Links to the web pages appear at the top of search results whenever a user searches for illegal copies of a comprehensive range of software apps using strategies such as search engine optimization. These actions, which are thought to be the result of an illicit marketplace for paid download services, enable entry-level cybercriminals to establish and customize operations depending on the geographic targeting. 

Traffic exchanges, as the allocation infrastructure is also known, generally require a Bitcoin payment before associates can start creating accounts and begin disseminating installers, with web pages like InstallBest providing advice on "best practices," like advising against the use of Cloudflare-based servers for downloaders, along with URLs within Discord's CDN, Bitbucket, or other cloud platforms. 

In addition, the researchers discovered several companies that, rather than providing their particular malware delivery networks, function as "go-betweens" to established malvertising networks that compensate website owners for traffic. 

Earlier in June, a cryptocurrency miner known as Crackonosh was discovered misusing the technique to download a coin miner software known as XMRig to silently compromise the affected host's resources to mine Monero. A month later, the criminals behind MosaicLoader malware were discovered targeting people looking for pirated software as part of an international attempt to install a fully-featured backdoor susceptible to hooking vulnerable Windows systems into a botnet.

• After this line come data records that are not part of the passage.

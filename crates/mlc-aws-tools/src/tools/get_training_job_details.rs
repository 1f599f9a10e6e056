//! get_training_job_details — full configuration and cost-relevant
//! timing for one SageMaker training job.

use async_trait::async_trait;
use serde_json::json;

use crate::api::AwsApi;
use crate::error::AwsResult;
use crate::retry::{self, RetryPolicy};
use crate::tools::require_str;
use crate::types::AwsTool;
use mlc_protocol::ToolOutcome;

pub struct GetTrainingJobDetails;

#[async_trait]
impl AwsTool for GetTrainingJobDetails {
    fn name(&self) -> &str {
        "get_training_job_details"
    }

    fn description(&self) -> &str {
        "Get detailed configuration, timing, billable hours, and final metrics for a SageMaker training job"
    }

    fn parameters_schema(&self) -> serde_json::Value {
        json!({
            "type": "object",
            "properties": {
                "training_job_name": {
                    "type": "string",
                    "description": "Name of the SageMaker training job"
                }
            },
            "required": ["training_job_name"]
        })
    }

    async fn execute(
        &self,
        args: serde_json::Value,
        api: &dyn AwsApi,
        policy: &RetryPolicy,
    ) -> AwsResult<ToolOutcome> {
        let name = require_str(&args, "training_job_name")?;

        let job = retry::call(policy, || api.describe_training_job(name)).await?;

        let duration_hours = job
            .ended_at
            .map(|end| (end - job.created_at).num_seconds() as f64 / 3600.0);
        let billable_hours = job.billable_seconds.map(|s| s as f64 / 3600.0);

        let data = json!({
            "name": job.name,
            "status": job.status.as_str(),
            "created_at": job.created_at,
            "ended_at": job.ended_at,
            "instance_type": job.instance_type,
            "instance_count": job.instance_count,
            "volume_size_gb": job.volume_size_gb,
            "duration_hours": duration_hours,
            "billable_hours": billable_hours,
            "failure_reason": job.failure_reason,
            "final_metrics": job.final_metrics,
        });

        Ok(ToolOutcome::success(
            self.name(),
            data,
            format!("Training job '{}' is {}", job.name, job.status.as_str()),
        ))
    }
}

'Vigilante Malware' Blocks Users From Downloading Pirated Software

 

Scientists have unearthed one of the most abnormal findings in the malware chronicles. It is a booby trap file that attempts to make the downloader a mouse and try to prevent future unauthorized downloads. 

Andrew Brandt, Sophos Labs Principal Investigator named the malware ‘Vigilante’. When the victim downloads and runs what appears to be pirated software or games, it gets installed. Behind the scenes, the malware reports the filename that was executed to an attacker-controlled server, along with the IP address of the victims’ computers. Lastly, Vigilante attempts to modify the victim’s computer to make piratebay.com and 1,000 other pirate sites inaccessible.

As web servers normally log a visitor's IP address, the hacker now has the access to both the pirate's IP address and the name of the software or movie that the victim attempted to use. While it is unknown what this information is used for, the attackers could share it with ISPs, copyright agencies, or even law enforcement agencies. 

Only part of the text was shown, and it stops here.